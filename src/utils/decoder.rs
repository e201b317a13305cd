/// Incremental UTF-8 decoder for chunked response bodies.
///
/// Network chunks may split a multi-byte character; the incomplete tail is
/// held back and completed by the next chunk.
#[derive(Debug, Default)]
pub struct Utf8ChunkDecoder {
    pending: Vec<u8>,
}

impl Utf8ChunkDecoder {
    pub fn new() -> Self {
        Self::default()
    }

    /// Decode as much of `chunk` (plus any held-back bytes) as is complete
    pub fn decode(&mut self, chunk: &[u8]) -> String {
        self.pending.extend_from_slice(chunk);

        let mut out = String::new();
        let mut rest: &[u8] = &self.pending;
        loop {
            match std::str::from_utf8(rest) {
                Ok(valid) => {
                    out.push_str(valid);
                    rest = &[];
                    break;
                }
                Err(e) => {
                    let (valid, after) = rest.split_at(e.valid_up_to());
                    // valid_up_to guarantees this prefix is UTF-8
                    out.push_str(&String::from_utf8_lossy(valid));
                    match e.error_len() {
                        // Truly invalid sequence: replace and keep going
                        Some(len) => {
                            out.push(char::REPLACEMENT_CHARACTER);
                            rest = &after[len..];
                        }
                        // Incomplete trailing character: wait for more bytes
                        None => {
                            rest = after;
                            break;
                        }
                    }
                }
            }
        }

        self.pending = rest.to_vec();
        out
    }

    /// Flush whatever is left at end of stream
    pub fn finish(&mut self) -> String {
        let tail = String::from_utf8_lossy(&self.pending).into_owned();
        self.pending.clear();
        tail
    }
}

/// Reassembles newline-delimited records from arbitrarily split text
#[derive(Debug, Default)]
pub struct LineBuffer {
    buffer: String,
}

impl LineBuffer {
    pub fn new() -> Self {
        Self::default()
    }

    /// Feed text, returning every completed line without its terminator
    pub fn push(&mut self, text: &str) -> Vec<String> {
        self.buffer.push_str(text);

        let mut lines = Vec::new();
        while let Some(line_end) = self.buffer.find('\n') {
            let line: String = self.buffer.drain(..=line_end).collect();
            lines.push(line.trim_end_matches(['\r', '\n']).to_string());
        }
        lines
    }

    /// The final unterminated line, if any
    pub fn finish(&mut self) -> Option<String> {
        let line = std::mem::take(&mut self.buffer);
        if line.is_empty() {
            None
        } else {
            Some(line.trim_end_matches('\r').to_string())
        }
    }
}
#![allow(dead_code)]

use async_trait::async_trait;
use axum::{
    body::Body,
    http::header,
    response::{IntoResponse, Response},
    Router,
};
use bytes::Bytes;
use futures::{stream, StreamExt};
use parking_lot::Mutex;
use std::sync::atomic::{AtomicUsize, Ordering};
use std::sync::Arc;
use std::time::Duration;
use tokio::net::TcpListener;

use deep_search::models::FragmentStream;
use deep_search::provider::{ChatProvider, ProviderRequest};
use deep_search::DeepSearchError;

/// What the fake provider does with a request
#[derive(Clone)]
pub enum Reply {
    Fragments(Vec<&'static str>),
    Reject(&'static str),
    FailAfter(Vec<&'static str>, &'static str),
}

/// In-process stand-in for the hosted chat API
pub struct FakeProvider {
    reply: Reply,
    pub calls: Mutex<Vec<(String, ProviderRequest)>>,
}

impl FakeProvider {
    pub fn new(reply: Reply) -> Arc<Self> {
        Arc::new(Self {
            reply,
            calls: Mutex::new(Vec::new()),
        })
    }
}

#[async_trait]
impl ChatProvider for FakeProvider {
    async fn stream_chat(
        &self,
        api_key: &str,
        request: ProviderRequest,
    ) -> Result<FragmentStream, DeepSearchError> {
        self.calls.lock().push((api_key.to_string(), request));
        let items: Vec<anyhow::Result<String>> = match &self.reply {
            Reply::Fragments(fragments) => fragments.iter().map(|f| Ok(f.to_string())).collect(),
            Reply::Reject(message) => {
                return Err(DeepSearchError::ProviderError(message.to_string()))
            }
            Reply::FailAfter(fragments, message) => fragments
                .iter()
                .map(|f| Ok(f.to_string()))
                .chain(std::iter::once(Err(anyhow::anyhow!(message.to_string()))))
                .collect(),
        };
        Ok(Box::pin(stream::iter(items)))
    }

    fn name(&self) -> &str {
        "fake"
    }
}

static KEY_COUNTER: AtomicUsize = AtomicUsize::new(0);

/// A fresh env var name, optionally set to a key
pub fn api_key_env(set: bool) -> String {
    let name = format!(
        "DEEP_SEARCH_TEST_KEY_{}_{}",
        std::process::id(),
        KEY_COUNTER.fetch_add(1, Ordering::SeqCst)
    );
    if set {
        std::env::set_var(&name, "test-key");
    }
    name
}

/// Serve `app` on an ephemeral loopback port and return its base URL
pub async fn serve_on_loopback(app: Router) -> String {
    let listener = TcpListener::bind("127.0.0.1:0").await.unwrap();
    let addr = listener.local_addr().unwrap();
    tokio::spawn(async move {
        axum::serve(listener, app).await.unwrap();
    });
    format!("http://{}", addr)
}

/// A streamed body written chunk by chunk with a pause in between, so each
/// chunk reaches the client as a separate read
pub fn chunked_body(content_type: &'static str, chunks: Vec<Vec<u8>>) -> Response {
    let body = stream::iter(chunks).then(|chunk| async move {
        tokio::time::sleep(Duration::from_millis(10)).await;
        Ok::<_, std::io::Error>(Bytes::from(chunk))
    });
    ([(header::CONTENT_TYPE, content_type)], Body::from_stream(body)).into_response()
}
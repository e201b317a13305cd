use std::sync::Arc;

use crate::models::{ChatMessage, LocalEngine, ModelDescriptor};

/// Where a session is in its lifecycle
#[derive(Debug, Clone, Copy, PartialEq, Eq, Default)]
pub enum SessionPhase {
    /// No engine prepared for the active model
    #[default]
    Idle,
    /// A local model is downloading or compiling
    EngineLoading,
    /// The active model can take submissions
    Ready,
    /// A completion is streaming into the transcript
    Submitting,
}

/// Everything a view needs to render a session. Published after every change.
#[derive(Debug, Clone, PartialEq)]
pub struct SessionSnapshot {
    pub messages: Vec<ChatMessage>,
    pub input: String,
    pub selected_model: &'static ModelDescriptor,
    pub phase: SessionPhase,
    pub is_submitting: bool,
    pub is_engine_loading: bool,
    pub is_switching_model: bool,
    pub load_progress: String,
    pub has_engine: bool,
}

impl SessionSnapshot {
    /// The message currently being streamed into, if a submission is running
    pub fn streaming_message(&self) -> Option<&ChatMessage> {
        if self.is_submitting {
            self.messages.last()
        } else {
            None
        }
    }
}

/// Mutable session state, owned by the session behind a lock
pub(super) struct SessionState {
    pub messages: Vec<ChatMessage>,
    pub input: String,
    pub selected_model: &'static ModelDescriptor,
    pub engine: Option<Arc<dyn LocalEngine>>,
    pub phase: SessionPhase,
    pub is_submitting: bool,
    pub is_engine_loading: bool,
    pub is_switching_model: bool,
    pub load_progress: String,
    /// Bumped on every model switch so late load results can be recognized
    pub load_generation: u64,
}

impl SessionState {
    pub fn new(messages: Vec<ChatMessage>, selected_model: &'static ModelDescriptor) -> Self {
        Self {
            messages,
            input: String::new(),
            selected_model,
            engine: None,
            phase: SessionPhase::Idle,
            is_submitting: false,
            is_engine_loading: false,
            is_switching_model: false,
            load_progress: String::new(),
            load_generation: 0,
        }
    }

    pub fn snapshot(&self) -> SessionSnapshot {
        SessionSnapshot {
            messages: self.messages.clone(),
            input: self.input.clone(),
            selected_model: self.selected_model,
            phase: self.phase,
            is_submitting: self.is_submitting,
            is_engine_loading: self.is_engine_loading,
            is_switching_model: self.is_switching_model,
            load_progress: self.load_progress.clone(),
            has_engine: self.engine.is_some(),
        }
    }
}
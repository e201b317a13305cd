use axum::{
    http::StatusCode,
    response::{IntoResponse, Response},
    Json,
};
use serde_json::json;
use tracing::error;

use crate::utils::DeepSearchError;

/// Any failure before the response stream starts. Always rendered as
/// HTTP 500 with `{"error": "..."}`.
#[derive(Debug)]
pub struct ApiError(pub DeepSearchError);

impl<E> From<E> for ApiError
where
    E: Into<DeepSearchError>,
{
    fn from(err: E) -> Self {
        Self(err.into())
    }
}

impl IntoResponse for ApiError {
    fn into_response(self) -> Response {
        let message = self.0.to_string();
        error!("chat route error: {}", message);
        (
            StatusCode::INTERNAL_SERVER_ERROR,
            Json(json!({ "error": message })),
        )
            .into_response()
    }
}
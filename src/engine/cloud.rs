use anyhow::{Context as _, Result};
use async_trait::async_trait;
use futures::StreamExt;
use reqwest::Client;
use serde::{Deserialize, Serialize};
use std::sync::Arc;
use std::time::Duration;

use crate::constants::{CHAT_ROUTE, HTTP_CONNECT_TIMEOUT_SECS};
use crate::models::{ChatEngine, ChatMessage, CloudConnector, FragmentStream};
use crate::utils::{DeepSearchError, Utf8ChunkDecoder};

/// Talks to the proxy route server and hands out per-model cloud engines
#[derive(Debug, Clone)]
pub struct ProxyClient {
    client: Client,
    endpoint: String,
}

impl ProxyClient {
    pub fn new(proxy_url: &str) -> Result<Self> {
        let client = Client::builder()
            .connect_timeout(Duration::from_secs(HTTP_CONNECT_TIMEOUT_SECS))
            .build()?;

        Ok(Self {
            client,
            endpoint: format!("{}{}", proxy_url.trim_end_matches('/'), CHAT_ROUTE),
        })
    }

    pub fn endpoint(&self) -> &str {
        &self.endpoint
    }
}

impl CloudConnector for ProxyClient {
    fn connect(&self, model_id: &str) -> Arc<dyn ChatEngine> {
        Arc::new(CloudEngine {
            client: self.client.clone(),
            endpoint: self.endpoint.clone(),
            model: model_id.to_string(),
        })
    }
}

/// A cloud model reached through the proxy route. Always ready.
#[derive(Debug, Clone)]
pub struct CloudEngine {
    client: Client,
    endpoint: String,
    model: String,
}

#[derive(Serialize)]
struct ProxyRequest<'a> {
    messages: &'a [ChatMessage],
    model: &'a str,
}

#[derive(Deserialize)]
struct ProxyErrorBody {
    error: String,
}

#[async_trait]
impl ChatEngine for CloudEngine {
    async fn stream_completion(&self, history: &[ChatMessage]) -> Result<FragmentStream> {
        let response = self
            .client
            .post(&self.endpoint)
            .json(&ProxyRequest {
                messages: history,
                model: &self.model,
            })
            .send()
            .await
            .with_context(|| format!("Failed to reach chat proxy at {}", self.endpoint))?;

        let status = response.status();
        if !status.is_success() {
            let body = response.text().await.unwrap_or_default();
            let message = serde_json::from_str::<ProxyErrorBody>(&body)
                .map(|b| b.error)
                .unwrap_or_else(|_| {
                    format!("API request failed with status {}", status.as_u16())
                });
            return Err(DeepSearchError::ApiError(message).into());
        }

        let mut bytes = response.bytes_stream();
        let stream = async_stream::stream! {
            let mut decoder = Utf8ChunkDecoder::new();
            while let Some(chunk) = bytes.next().await {
                match chunk {
                    Ok(chunk) => {
                        let text = decoder.decode(&chunk);
                        if !text.is_empty() {
                            yield Ok(text);
                        }
                    }
                    Err(e) => {
                        yield Err(anyhow::Error::from(e).context("Response stream interrupted"));
                        return;
                    }
                }
            }
            let tail = decoder.finish();
            if !tail.is_empty() {
                yield Ok(tail);
            }
        };

        Ok(Box::pin(stream))
    }

    fn name(&self) -> &str {
        &self.model
    }
}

□ □ □ □

# [EXERCISE AIM]
Only the number is wanted: how many lines in the preceding entries hold the string "Ordering"?

# [REPLY TO THE EXERCISE]
2